Contoh di atas hanyalah sebuah pengalaman pribadi yang dialami seseoran, akan tetapi hal ini paling
tidak menunjukkan salah satu contoh dari banyak persoalan yang terjadi di masyarakat kita.
Pendidikan interkultural adalah untuk semua anak tanpa memperdulikan kebudayaan mereka sendiri.
Karena semua anak sekarang hidup dalam suatu tatanan dunia yang semakin beranekaragam, maka
kita perlu mempersiapkan mereka. Pendidikan interkultural adalah bagian penting dari pengalaman
pendidikan setiap anak, baik ketika anak belajar di sekolah yang berkarakter multikultural maupun
mono-kultural, bagi anak yang berasal dari kultur dominan maupun minoritas.
Pendidikan interkultural adalah untuk semua anak tanpa memperdulikan umur mereka. Mengakui
bahwa perbedaan adalah normal dan wajar dalam hidup manusia, harus ditanamkan pada anak, berapa
pun usia mereka. Sikap dan kemampuan anak yang mungkin akan menimbulkan persoalan kelak,
sebenarnya telah berkembang ketika mereka masih kecil.
Bahasa dan perbincangan adalah komponen fundamental dari pendidikan interkultural. Adalah penting
untuk memberikan anak informasi yang akurat dan menentang segala stereotip dan miskonsepsi.
Mengembangkan kecakapan interkultural adalah lebih efektif jika dilakukan melalui perbincangan
dengan anak tentang pemikirannya, daripada memberikan penjelasan mengenai salah dan benar.
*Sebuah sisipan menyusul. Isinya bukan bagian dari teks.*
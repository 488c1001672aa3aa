//! # ESC/POS Protocol Commands
//!
//! This module implements the basic ESC/POS commands understood by Sunmi
//! built-in printers and most other 58mm/80mm thermal receipt printers.
//!
//! ## Escape Sequence Structure
//!
//! Commands follow these patterns:
//! - Single byte: `LF`
//! - Two bytes: `ESC @`
//! - Multi-byte with parameters: `ESC d n`, `GS ( A pL pH n m`
//!
//! ## Byte Order
//!
//! Multi-byte integers use **little-endian** encoding:
//! - `u16` value 0x1234 is sent as bytes `[0x34, 0x12]`

// ============================================================================
// ESCAPE SEQUENCE CONSTANTS
// ============================================================================

/// ESC (Escape) - Command prefix byte
pub const ESC: u8 = 0x1B;

/// GS (Group Separator) - Extended command prefix
///
/// Used for graphics, barcodes, character size, and status queries.
pub const GS: u8 = 0x1D;

/// DLE (Data Link Escape) - Real-time command prefix
///
/// `DLE EOT n` is answered by the printer even while it is busy.
pub const DLE: u8 = 0x10;

/// EOT (End of Transmission) - Second byte of real-time status requests
pub const EOT: u8 = 0x04;

/// FS (File Separator) - Kanji / double-byte character command prefix
pub const FS: u8 = 0x1C;

/// LF (Line Feed) - Print and advance one line
pub const LF: u8 = 0x0A;

/// Largest line count a single `ESC d n` can feed
pub const MAX_FEED_PER_COMMAND: u32 = 255;

// ============================================================================
// INITIALIZATION COMMANDS
// ============================================================================

/// # Initialize Printer (ESC @)
///
/// Resets the printer's logic to its power-on defaults. Data already sitting
/// in the receive buffer is not discarded, so jobs still in flight continue
/// after the reset.
///
/// ## Protocol Details
///
/// | Format  | Bytes |
/// |---------|-------|
/// | ASCII   | ESC @ |
/// | Hex     | 1B 40 |
/// | Decimal | 27 64 |
///
/// ## Example
///
/// ```
/// use sunmi_printer::protocol::commands;
///
/// assert_eq!(commands::init(), vec![0x1B, 0x40]);
/// ```
#[inline]
pub fn init() -> Vec<u8> {
    vec![ESC, b'@']
}

/// # Enable Double-Byte Character Mode (FS &)
///
/// Required before sending GBK-encoded text to Chinese-market printers.
#[inline]
pub fn double_byte_mode_on() -> Vec<u8> {
    vec![FS, b'&']
}

// ============================================================================
// PAPER FEED COMMANDS
// ============================================================================

/// # Print and Feed n Lines (ESC d n)
///
/// Prints the line buffer and feeds the paper by `n` lines. Jobs queued in
/// the receive buffer are not affected.
///
/// ## Protocol Details
///
/// | Format  | Bytes     |
/// |---------|-----------|
/// | ASCII   | ESC d n   |
/// | Hex     | 1B 64 n   |
/// | Decimal | 27 100 n  |
///
/// ## Example
///
/// ```
/// use sunmi_printer::protocol::commands;
///
/// assert_eq!(commands::feed_lines(3), vec![0x1B, 0x64, 3]);
/// ```
#[inline]
pub fn feed_lines(n: u8) -> Vec<u8> {
    vec![ESC, b'd', n]
}

/// Feed an arbitrary number of lines, splitting into several `ESC d n`
/// commands when `lines` exceeds 255.
pub fn feed_lines_long(lines: u32) -> Vec<u8> {
    let mut cmd = Vec::new();
    let mut remaining = lines;
    while remaining > 0 {
        let step = remaining.min(MAX_FEED_PER_COMMAND);
        cmd.extend(feed_lines(step as u8));
        remaining -= step;
    }
    cmd
}

// ============================================================================
// CUTTER CONTROL COMMANDS
// ============================================================================

/// Paper cut modes
#[derive(Debug, Clone, Copy, PartialEq, Eq, Default)]
pub enum CutMode {
    /// Cut completely through the paper
    #[default]
    Full = 0,
    /// Leave a small hinge connecting the receipt to the roll
    Partial = 1,
}

/// # Cut Paper (GS V m)
///
/// ## Protocol Details
///
/// | Format  | Bytes    |
/// |---------|----------|
/// | ASCII   | GS V m   |
/// | Hex     | 1D 56 m  |
/// | Decimal | 29 86 m  |
///
/// - `m = 0`: Full cut
/// - `m = 1`: Partial cut
#[inline]
pub fn cut(mode: CutMode) -> Vec<u8> {
    vec![GS, b'V', mode as u8]
}

// ============================================================================
// STATUS AND IDENTIFICATION
// ============================================================================

/// Real-time status categories for `DLE EOT n`
#[derive(Debug, Clone, Copy, PartialEq, Eq)]
pub enum StatusKind {
    /// Printer status (drawer, online/offline)
    Printer = 1,
    /// Offline cause (cover, feed button, paper end stop, error)
    Offline = 2,
    /// Error cause (cutter, unrecoverable, auto-recoverable)
    Error = 3,
    /// Paper roll sensor
    Paper = 4,
}

/// # Transmit Real-Time Status (DLE EOT n)
///
/// The printer answers with a single status byte.
///
/// | Format  | Bytes    |
/// |---------|----------|
/// | Hex     | 10 04 n  |
#[inline]
pub fn transmit_status(kind: StatusKind) -> Vec<u8> {
    vec![DLE, EOT, kind as u8]
}

/// Printer information fields answered by `GS I n`
#[derive(Debug, Clone, Copy, PartialEq, Eq)]
pub enum InfoField {
    /// Firmware version (n = 65)
    FirmwareVersion = 65,
    /// Model name (n = 67)
    Model = 67,
    /// Serial number (n = 68)
    SerialNumber = 68,
}

/// # Transmit Printer ID (GS I n)
///
/// For `n` in 65..=69 the answer is framed as `_` (0x5F), the ASCII value,
/// and a terminating NUL.
///
/// | Format  | Bytes    |
/// |---------|----------|
/// | Hex     | 1D 49 n  |
#[inline]
pub fn transmit_id(field: InfoField) -> Vec<u8> {
    vec![GS, b'I', field as u8]
}

/// # Execute Self-Test Print (GS ( A pL pH n m)
///
/// Prints the firmware's self-test page (`m = 2`).
///
/// | Format  | Bytes                  |
/// |---------|------------------------|
/// | Hex     | 1D 28 41 02 00 00 02   |
#[inline]
pub fn self_test() -> Vec<u8> {
    vec![GS, b'(', b'A', 0x02, 0x00, 0x00, 0x02]
}

// ============================================================================
// HELPER FUNCTIONS
// ============================================================================

/// Encode a u16 value as little-endian bytes [low, high]
///
/// ```
/// use sunmi_printer::protocol::commands::u16_le;
///
/// assert_eq!(u16_le(0x1234), [0x34, 0x12]);
/// assert_eq!(u16_le(384), [0x80, 0x01]);
/// ```
#[inline]
pub const fn u16_le(value: u16) -> [u8; 2] {
    [value as u8, (value >> 8) as u8]
}

// ============================================================================
// TESTS
// ============================================================================

#[cfg(test)]
mod tests {
    use super::*;

    #[test]
    fn test_init() {
        assert_eq!(init(), vec![0x1B, 0x40]);
    }

    #[test]
    fn test_feed_lines() {
        assert_eq!(feed_lines(0), vec![0x1B, 0x64, 0x00]);
        assert_eq!(feed_lines(5), vec![0x1B, 0x64, 0x05]);
    }

    #[test]
    fn test_feed_lines_long_splits() {
        assert_eq!(feed_lines_long(0), Vec::<u8>::new());
        assert_eq!(feed_lines_long(3), vec![0x1B, 0x64, 3]);
        assert_eq!(
            feed_lines_long(300),
            vec![0x1B, 0x64, 255, 0x1B, 0x64, 45]
        );
    }

    #[test]
    fn test_cut() {
        assert_eq!(cut(CutMode::Full), vec![0x1D, 0x56, 0x00]);
        assert_eq!(cut(CutMode::Partial), vec![0x1D, 0x56, 0x01]);
    }

    #[test]
    fn test_status_and_id() {
        assert_eq!(transmit_status(StatusKind::Printer), vec![0x10, 0x04, 0x01]);
        assert_eq!(transmit_status(StatusKind::Paper), vec![0x10, 0x04, 0x04]);
        assert_eq!(transmit_id(InfoField::SerialNumber), vec![0x1D, 0x49, 68]);
        assert_eq!(transmit_id(InfoField::Model), vec![0x1D, 0x49, 67]);
    }

    #[test]
    fn test_self_test() {
        assert_eq!(self_test(), vec![0x1D, 0x28, 0x41, 0x02, 0x00, 0x00, 0x02]);
    }

    #[test]
    fn test_u16_le() {
        assert_eq!(u16_le(0x0000), [0x00, 0x00]);
        assert_eq!(u16_le(0x00FF), [0xFF, 0x00]);
        assert_eq!(u16_le(0x1234), [0x34, 0x12]);
        assert_eq!(u16_le(576), [0x40, 0x02]);
    }
}
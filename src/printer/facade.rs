//! # Printer Command Facade
//!
//! One async operation per printer capability. Each operation checks the
//! shape of its arguments, hands the work to the [`Driver`], and turns the
//! driver's answer into the declared result type.
//!
//! Operations issued through one `Printer` and awaited in sequence reach
//! the printer in that order. Nothing here retries; every failure comes
//! back through the operation's `Result`.
//!
//! ## Example
//!
//! ```
//! use sunmi_printer::printer::{Printer, PrinterConfig};
//! use sunmi_printer::protocol::text::Alignment;
//! use sunmi_printer::transport::MemoryTransport;
//!
//! # #[tokio::main]
//! # async fn main() -> sunmi_printer::Result<()> {
//! let sink = MemoryTransport::new();
//! let printer = Printer::escpos(sink.clone(), PrinterConfig::sunmi_v2());
//!
//! printer.initialize().await?;
//! printer.set_alignment(Alignment::Center).await?;
//! printer.print_string("Thank you!\n").await?;
//! printer.send_raw_bytes("0x1D, 0x56, 0x01").await?;
//!
//! assert!(sink.written().ends_with(&[0x1D, 0x56, 0x01]));
//! # Ok(())
//! # }
//! ```

use std::str::FromStr;

use tracing::{debug, info, instrument};

use super::config::PrinterConfig;
use crate::driver::{Driver, EscPosDriver};
use crate::error::PrinterError;
use crate::layout;
use crate::protocol::barcode::qr::{self, QrErrorLevel};
use crate::protocol::barcode::{BarcodeOptions, Symbology};
use crate::protocol::commands::{CutMode, InfoField};
use crate::protocol::raw;
use crate::protocol::text::{Alignment, FontName};
use crate::render::bitmap;
use crate::transport::Transport;

/// Typed command surface over a printer driver
pub struct Printer<D: Driver> {
    driver: D,
}

impl<T: Transport> Printer<EscPosDriver<T>> {
    /// A printer speaking ESC/POS over `transport`
    pub fn escpos(transport: T, config: PrinterConfig) -> Self {
        Self::new(EscPosDriver::new(transport, config))
    }
}

impl<D: Driver> Printer<D> {
    pub fn new(driver: D) -> Self {
        Self { driver }
    }

    pub fn driver(&self) -> &D {
        &self.driver
    }

    // ========================================================================
    // DEVICE
    // ========================================================================

    /// Soft-reset the printer. Queued jobs are not cleared.
    ///
    /// Fails with `DriverUnavailable` when no printer is reachable.
    #[instrument(skip(self))]
    pub async fn initialize(&self) -> Result<(), PrinterError> {
        self.driver.init().await?;
        info!("printer initialized");
        Ok(())
    }

    /// Run the firmware self-test. `None` when the printer gives no report.
    #[instrument(skip(self))]
    pub async fn self_test(&self) -> Result<Option<String>, PrinterError> {
        self.driver.self_test().await
    }

    #[instrument(skip(self))]
    pub async fn serial_number(&self) -> Result<String, PrinterError> {
        self.driver.query_info(InfoField::SerialNumber).await
    }

    /// Firmware version
    #[instrument(skip(self))]
    pub async fn version(&self) -> Result<String, PrinterError> {
        self.driver.query_info(InfoField::FirmwareVersion).await
    }

    #[instrument(skip(self))]
    pub async fn model(&self) -> Result<String, PrinterError> {
        self.driver.query_info(InfoField::Model).await
    }

    /// Best-effort presence check
    #[instrument(skip(self))]
    pub async fn has_printer(&self) -> Result<bool, PrinterError> {
        self.driver.has_printer().await
    }

    /// Print output delivered so far, as a decimal string
    #[instrument(skip(self))]
    pub async fn printed_length(&self) -> Result<String, PrinterError> {
        Ok(self.driver.printed_length().await?.to_string())
    }

    // ========================================================================
    // PAPER AND RAW BYTES
    // ========================================================================

    /// Feed `lines` lines. Zero is a no-op.
    #[instrument(skip(self))]
    pub async fn feed_lines(&self, lines: u32) -> Result<(), PrinterError> {
        self.driver.feed_lines(lines).await
    }

    /// Forward a hex-token payload (`"0x1B, 0x45, 0x01"`) verbatim.
    ///
    /// Fails with `MalformedPayload` when a token is not one or two hex
    /// digits.
    #[instrument(skip(self, payload), fields(payload_len = payload.len()))]
    pub async fn send_raw_bytes(&self, payload: &str) -> Result<(), PrinterError> {
        let bytes = raw::parse_hex_tokens(payload)?;
        debug!(bytes = bytes.len(), "decoded raw payload");
        self.driver.send_raw(&bytes).await
    }

    #[instrument(skip(self))]
    pub async fn cut_paper(&self, mode: CutMode) -> Result<(), PrinterError> {
        self.driver.cut(mode).await
    }

    // ========================================================================
    // TEXT
    // ========================================================================

    /// Alignment for the text that follows
    #[instrument(skip(self))]
    pub async fn set_alignment(&self, alignment: Alignment) -> Result<(), PrinterError> {
        self.driver.set_alignment(alignment).await
    }

    /// Select a resident typeface by token (`"gh"`)
    #[instrument(skip(self))]
    pub async fn set_font_name(&self, typeface: &str) -> Result<(), PrinterError> {
        let font = FontName::from_str(typeface)?;
        self.driver.set_font_name(font).await
    }

    #[instrument(skip(self))]
    pub async fn set_font_size(&self, size: f32) -> Result<(), PrinterError> {
        check_font_size(size)?;
        self.driver.set_font_size(size).await
    }

    /// Print once with an explicit font; the current selection is kept.
    #[instrument(skip(self, text), fields(text_len = text.len()))]
    pub async fn print_text_with_font(
        &self,
        text: &str,
        typeface: &str,
        size: f32,
    ) -> Result<(), PrinterError> {
        let font = FontName::from_str(typeface)?;
        check_font_size(size)?;
        self.driver.print_text_with_font(text, font, size).await
    }

    /// Print a row of up to three columns.
    ///
    /// `widths` are in character cells and together may not exceed the
    /// printer's line. Text wider than its column wraps onto further lines
    /// that restart at the column's first cell. All lines go to the driver in
    /// one call.
    #[instrument(skip(self, texts), fields(columns = texts.len()))]
    pub async fn print_columns_text<S: AsRef<str>>(
        &self,
        texts: &[S],
        widths: &[usize],
        aligns: &[Alignment; 3],
    ) -> Result<(), PrinterError> {
        let lines = layout::layout_columns(texts, widths, aligns)?;

        let total: usize = widths.iter().sum();
        let line_width = self.driver.chars_per_line();
        if total > line_width {
            return Err(PrinterError::InvalidArgument(format!(
                "column widths add up to {} cells, a line holds {}",
                total, line_width
            )));
        }
        debug!(lines = lines.len(), "laid out columns");

        let mut out = String::new();
        for line in &lines {
            out.push_str(line);
            out.push('\n');
        }
        self.driver.print_text(&out).await
    }

    /// Print text as-is
    #[instrument(skip(self, text), fields(text_len = text.len()))]
    pub async fn print_original_text(&self, text: &str) -> Result<(), PrinterError> {
        self.driver.print_text(text).await
    }

    /// Print text as-is
    #[instrument(skip(self, text), fields(text_len = text.len()))]
    pub async fn print_string(&self, text: &str) -> Result<(), PrinterError> {
        self.driver.print_text(text).await
    }

    // ========================================================================
    // GRAPHICS
    // ========================================================================

    /// Print a base64-encoded image scaled to `width`x`height` dots.
    #[instrument(skip(self, encoded), fields(encoded_len = encoded.len()))]
    pub async fn print_bitmap(
        &self,
        encoded: &str,
        width: u32,
        height: u32,
    ) -> Result<(), PrinterError> {
        let image = bitmap::decode_base64(encoded)?;
        self.driver.print_bitmap(&image, width, height).await
    }

    #[instrument(skip(self))]
    pub async fn print_barcode(
        &self,
        data: &str,
        symbology: Symbology,
        options: BarcodeOptions,
    ) -> Result<(), PrinterError> {
        options.validate()?;
        self.driver.print_barcode(data, symbology, options).await
    }

    /// Print a QR code. `module_size` is 1-16 dots.
    #[instrument(skip(self))]
    pub async fn print_qr_code(
        &self,
        data: &str,
        module_size: u8,
        level: QrErrorLevel,
    ) -> Result<(), PrinterError> {
        if !qr::MODULE_SIZE_RANGE.contains(&module_size) {
            return Err(PrinterError::InvalidArgument(format!(
                "QR module size {} (expected 1-16)",
                module_size
            )));
        }
        self.driver.print_qr_code(data, module_size, level).await
    }

    // ========================================================================
    // BUFFER
    // ========================================================================

    /// Start buffering print output. `clean` discards retained content first.
    #[instrument(skip(self))]
    pub async fn enter_printer_buffer(&self, clean: bool) -> Result<(), PrinterError> {
        self.driver.enter_buffer(clean).await
    }

    /// Stop buffering, printing the buffer when `commit` is set.
    ///
    /// Resolves once the flush has been attempted; `false` means the flush
    /// failed and the content is still held.
    #[instrument(skip(self))]
    pub async fn exit_printer_buffer(&self, commit: bool) -> Result<bool, PrinterError> {
        let flushed = self.driver.exit_buffer(commit).await?;
        if !flushed {
            info!("buffer flush failed");
        }
        Ok(flushed)
    }

    #[instrument(skip(self))]
    pub async fn commit_printer_buffer(&self) -> Result<String, PrinterError> {
        self.driver.commit_buffer().await
    }

    #[instrument(skip(self))]
    pub async fn clear_buffer(&self) -> Result<String, PrinterError> {
        self.driver.clear_buffer().await
    }
}

fn check_font_size(size: f32) -> Result<(), PrinterError> {
    if size.is_finite() && size > 0.0 {
        Ok(())
    } else {
        Err(PrinterError::InvalidArgument(format!(
            "font size {} must be a positive number",
            size
        )))
    }
}

#[cfg(test)]
mod tests {
    use super::*;
    use crate::transport::MemoryTransport;

    fn printer() -> (Printer<EscPosDriver<MemoryTransport>>, MemoryTransport) {
        let sink = MemoryTransport::new();
        (Printer::escpos(sink.clone(), PrinterConfig::sunmi_v2()), sink)
    }

    #[test]
    fn test_check_font_size() {
        assert!(check_font_size(24.0).is_ok());
        assert!(check_font_size(0.5).is_ok());
        assert!(check_font_size(0.0).is_err());
        assert!(check_font_size(-3.0).is_err());
        assert!(check_font_size(f32::NAN).is_err());
        assert!(check_font_size(f32::INFINITY).is_err());
    }

    #[tokio::test]
    async fn test_unknown_font_rejected_before_driver() {
        let (p, sink) = printer();
        assert!(matches!(
            p.set_font_name("comic").await,
            Err(PrinterError::UnsupportedFont(_))
        ));
        assert!(matches!(
            p.print_text_with_font("x", "gh", 0.0).await,
            Err(PrinterError::InvalidArgument(_))
        ));
        assert!(sink.written().is_empty());
    }

    #[tokio::test]
    async fn test_barcode_geometry_checked() {
        let (p, sink) = printer();
        let options = BarcodeOptions::default().width(9);
        assert!(matches!(
            p.print_barcode("HELLO", Symbology::Code39, options).await,
            Err(PrinterError::InvalidArgument(_))
        ));
        assert!(sink.written().is_empty());
    }

    #[tokio::test]
    async fn test_printed_length_is_decimal() {
        let (p, _sink) = printer();
        p.print_string("12345").await.unwrap();
        assert_eq!(p.printed_length().await.unwrap(), "5");
    }
}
Pendidikan interkultural terjadi secara natural melalui ‘kurikulum tersembunyi’ melaui apa yang
dilihat dan diserap di mana anak tersebut tumbuh. Sementara itu, kelihatannya mungkin dan perlu bila
ide-ide interkultural dan keadaan mayarakat yang melingkupi anak, dimasukkan dalam pengajaran
kulikulum formal. Dalam mengeksplorasi kurikulum tersembunyi yang ada di masyarakat secara
alami, penting juga untuk dicatat bahwa apa yang ditemukan di dalam masyarakat sama pentingnya
dengan apa yang tidak ada.
Pendidikan interkultural lebih berkaitan dengan kultur dan agama, daripada dengan warna kulit atau
kebiasaan. Pada contoh kasus di atas, warna kulit yang menjadi persoalan diskriminasi. Pendidikan
interkultural harus secara benar diposisikan dalam melawan diskriminasi karena warna kulit maupun
kultur dan agama maupun kelompok minoritas.